**REQUIRED ACTION:** Those lines of the records that contain "unchanged" are to be located and copied.

**DATA TO EXAMINE:**
BEGIN

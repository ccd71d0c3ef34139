//! Scenario: Stale broker snapshot blocked by reconcile_monotonic
//!
//! # Invariant under test
//!
//! `reconcile(local, broker)` accepts any `BrokerSnapshot` regardless of its
//! timestamp — a caller could pass a snapshot with `fetched_at_ms=100` after
//! one with `fetched_at_ms=200` and the engine would silently compare stale
//! broker state against current local state, potentially masking real
//! position drift.
//!
//! `reconcile_monotonic(wm, local, broker)` is the required production entry
//! point instead. It enforces snapshot monotonicity via
//! `SnapshotWatermark` before running any content comparison:
//!
//! - Fresh snapshot (timestamp ≥ watermark): watermark advances, reconcile runs.
//! - Stale snapshot (timestamp < watermark): `Err(StaleBrokerSnapshot)` returned
//!   immediately — no content comparison performed.
//! - No-timestamp snapshot (fetched_at_ms == 0): `Err(StaleBrokerSnapshot)` with
//!   `freshness = NoTimestamp` (fail-closed semantics).
//!
//! All tests are pure in-process; no DB or network required.

use mqk_reconcile::{
    reconcile_monotonic, BrokerSnapshot, LocalSnapshot, SnapshotFreshness, SnapshotWatermark,
    StaleBrokerSnapshot,
};

// ---------------------------------------------------------------------------
// Helpers
// ---------------------------------------------------------------------------

fn empty_local() -> LocalSnapshot {
    LocalSnapshot::empty()
}

fn snap_at(fetched_at_ms: i64) -> BrokerSnapshot {
    BrokerSnapshot::empty_at(fetched_at_ms)
}

// ---------------------------------------------------------------------------
// 1. Fresh snapshot on an empty watermark passes to reconcile
// ---------------------------------------------------------------------------

#[test]
fn fresh_snapshot_passes_monotonicity_and_runs_reconcile() {
    let mut wm = SnapshotWatermark::new();
    let local = empty_local();
    let broker = snap_at(1_000);

    let report =
        reconcile_monotonic(&mut wm, &local, &broker).expect("fresh snapshot must not be rejected");

    assert!(
        report.is_clean(),
        "flat empty snapshots must produce a clean reconcile"
    );
    assert_eq!(
        wm.last_accepted_ms(),
        1_000,
        "watermark must advance to accepted snapshot timestamp"
    );
}

// ---------------------------------------------------------------------------
// 2. Stale snapshot (older timestamp) is rejected — the core B2 invariant
// ---------------------------------------------------------------------------

#[test]
fn stale_snapshot_is_rejected_by_reconcile_monotonic() {
    let mut wm = SnapshotWatermark::new();
    let local = empty_local();

    // Accept t=200 (fresh on empty watermark).
    reconcile_monotonic(&mut wm, &local, &snap_at(200))
        .expect("t=200 must be fresh on an empty watermark");
    assert_eq!(wm.last_accepted_ms(), 200);

    // Now present t=100 — older than the accepted 200.
    let err = reconcile_monotonic(&mut wm, &local, &snap_at(100))
        .expect_err("stale snapshot must be rejected");

    match &err.freshness {
        SnapshotFreshness::Stale {
            watermark_ms,
            got_ms,
        } => {
            assert_eq!(*watermark_ms, 200, "watermark evidence must be 200");
            assert_eq!(*got_ms, 100, "rejected timestamp evidence must be 100");
        }
        other => panic!("expected Stale freshness, got {other:?}"),
    }

    // Watermark must not advance after rejection.
    assert_eq!(
        wm.last_accepted_ms(),
        200,
        "watermark must not advance after stale rejection"
    );
}

// ---------------------------------------------------------------------------
// 3. No-timestamp snapshot is rejected (fail-closed)
// ---------------------------------------------------------------------------

#[test]
fn no_timestamp_snapshot_is_rejected_fail_closed() {
    let mut wm = SnapshotWatermark::new();
    let local = empty_local();
    let broker = BrokerSnapshot::empty(); // fetched_at_ms == 0

    let err = reconcile_monotonic(&mut wm, &local, &broker)
        .expect_err("no-timestamp snapshot must be rejected under fail-closed semantics");

    assert_eq!(
        err.freshness,
        SnapshotFreshness::NoTimestamp,
        "fetched_at_ms=0 must produce NoTimestamp freshness"
    );

    assert!(
        !wm.has_accepted_any(),
        "watermark must not advance after NoTimestamp rejection"
    );
}

// ---------------------------------------------------------------------------
// 4. StaleBrokerSnapshot implements Display for logging/audit
// ---------------------------------------------------------------------------

#[test]
fn stale_broker_snapshot_display_includes_diagnostic_evidence() {
    let stale_err = StaleBrokerSnapshot {
        freshness: SnapshotFreshness::Stale {
            watermark_ms: 500,
            got_ms: 100,
        },
    };
    let msg = stale_err.to_string();
    assert!(msg.contains("500"), "display must include watermark_ms=500");
    assert!(msg.contains("100"), "display must include got_ms=100");

    let no_ts_err = StaleBrokerSnapshot {
        freshness: SnapshotFreshness::NoTimestamp,
    };
    let msg2 = no_ts_err.to_string();
    assert!(
        msg2.contains("fetched_at_ms") || msg2.contains("no timestamp"),
        "display must mention timestamp absence; got: {msg2}"
    );
}

// ---------------------------------------------------------------------------
// 5. Sequence: fresh → stale → same → advance — only monotonic accepted
// ---------------------------------------------------------------------------

#[test]
fn sequence_only_monotonically_non_decreasing_snapshots_accepted() {
    let mut wm = SnapshotWatermark::new();
    let local = empty_local();

    // t=100 — fresh
    reconcile_monotonic(&mut wm, &local, &snap_at(100)).expect("t=100 must be fresh");
    assert_eq!(wm.last_accepted_ms(), 100);

    // t=50 — stale
    reconcile_monotonic(&mut wm, &local, &snap_at(50)).expect_err("t=50 must be rejected as stale");
    assert_eq!(
        wm.last_accepted_ms(),
        100,
        "watermark unchanged after stale"
    );

    // t=100 — same timestamp: non-decreasing semantics allow this
    reconcile_monotonic(&mut wm, &local, &snap_at(100)).expect("t=100 same must be fresh");
    assert_eq!(wm.last_accepted_ms(), 100);

    // t=200 — fresh, advances watermark
    reconcile_monotonic(&mut wm, &local, &snap_at(200)).expect("t=200 must be fresh");
    assert_eq!(wm.last_accepted_ms(), 200);

    // t=0 — no timestamp, rejected
    reconcile_monotonic(&mut wm, &local, &BrokerSnapshot::empty())
        .expect_err("t=0 must be rejected as NoTimestamp");
    assert_eq!(
        wm.last_accepted_ms(),
        200,
        "watermark unchanged after NoTimestamp"
    );
}
//! Signal fingerprinting.
//!
//! The fingerprint is a 64-bit digest over `(symbol, side, strategy_id,
//! timestamp floored to one-minute granularity)`. It deliberately excludes
//! price/SL/TP/confidence: two signals for the same symbol/side/strategy in
//! the same minute are the same trading intent even if a producer jittered
//! the suggested entry price between emissions.

use crate::{Side, Signal, SignalFingerprint};
use chrono::{DateTime, Utc};
use sha2::{Digest, Sha256};

/// Floor a timestamp to one-minute granularity (seconds and sub-second
/// components zeroed).
pub fn floor_to_minute(ts: DateTime<Utc>) -> DateTime<Utc> {
    let secs = ts.timestamp();
    let floored = secs - secs.rem_euclid(60);
    DateTime::<Utc>::from_timestamp(floored, 0).expect("floored timestamp in range")
}

/// Compute the 64-bit content digest for a signal.
pub fn fingerprint_signal(signal: &Signal) -> SignalFingerprint {
    fingerprint_parts(
        &signal.symbol,
        signal.side,
        &signal.strategy_id,
        signal.producer_ts,
    )
}

/// Compute the digest from raw parts, for callers that need to check a
/// fingerprint before a full `Signal` is constructed (e.g. ingress filters).
pub fn fingerprint_parts(
    symbol: &str,
    side: Side,
    strategy_id: &str,
    ts: DateTime<Utc>,
) -> SignalFingerprint {
    let floored = floor_to_minute(ts);
    let mut hasher = Sha256::new();
    hasher.update(symbol.as_bytes());
    hasher.update([0u8]);
    hasher.update(side.to_string().as_bytes());
    hasher.update([0u8]);
    hasher.update(strategy_id.as_bytes());
    hasher.update([0u8]);
    hasher.update(floored.timestamp().to_be_bytes());

    let digest = hasher.finalize();
    let mut bytes = [0u8; 8];
    bytes.copy_from_slice(&digest[0..8]);
    SignalFingerprint(u64::from_be_bytes(bytes))
}

#[cfg(test)]
mod tests {
    use super::*;
    use chrono::TimeZone;

    #[test]
    fn same_minute_same_fingerprint() {
        let t0 = Utc.with_ymd_and_hms(2026, 1, 1, 10, 0, 5).unwrap();
        let t1 = Utc.with_ymd_and_hms(2026, 1, 1, 10, 0, 59).unwrap();
        let a = fingerprint_parts("BTCUSDT", Side::Long, "ml", t0);
        let b = fingerprint_parts("BTCUSDT", Side::Long, "ml", t1);
        assert_eq!(a, b);
    }

    #[test]
    fn different_minute_different_fingerprint() {
        let t0 = Utc.with_ymd_and_hms(2026, 1, 1, 10, 0, 5).unwrap();
        let t1 = Utc.with_ymd_and_hms(2026, 1, 1, 10, 1, 5).unwrap();
        let a = fingerprint_parts("BTCUSDT", Side::Long, "ml", t0);
        let b = fingerprint_parts("BTCUSDT", Side::Long, "ml", t1);
        assert_ne!(a, b);
    }

    #[test]
    fn different_side_different_fingerprint() {
        let t0 = Utc.with_ymd_and_hms(2026, 1, 1, 10, 0, 5).unwrap();
        let a = fingerprint_parts("BTCUSDT", Side::Long, "ml", t0);
        let b = fingerprint_parts("BTCUSDT", Side::Short, "ml", t0);
        assert_ne!(a, b);
    }
}
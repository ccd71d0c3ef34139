//! mqk-exchange-gateway — §4.A ExchangeGateway.
//!
//! A uniform request/response/auth/WebSocket facade over each supported
//! venue: the [`ExchangeAdapter`] trait, HMAC-SHA256 request signing, a
//! deterministic [`paper::PaperExchangeAdapter`] for tests and dry runs, and
//! [`http::BybitStyleAdapter`] as the production HTTP+WS implementation
//! pattern other venues follow.

pub mod adapter;
pub mod http;
pub mod paper;
pub mod signing;
pub mod types;

pub use adapter::{ExchangeAdapter, OrderUpdateStream, PriceStream};
pub use http::BybitStyleAdapter;
pub use paper::PaperExchangeAdapter;
pub use types::{
    BalanceEntry, ExchangeResult, GatewayError, OrderRequest, OrderStatusDelta, PlacedOrder,
    PositionDirection, PositionView, PriceTick, ProtectionMode,
};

END

**REPLY TO THE EXERCISE:**
        "watermark unchanged after stale"
        "watermark unchanged after NoTimestamp"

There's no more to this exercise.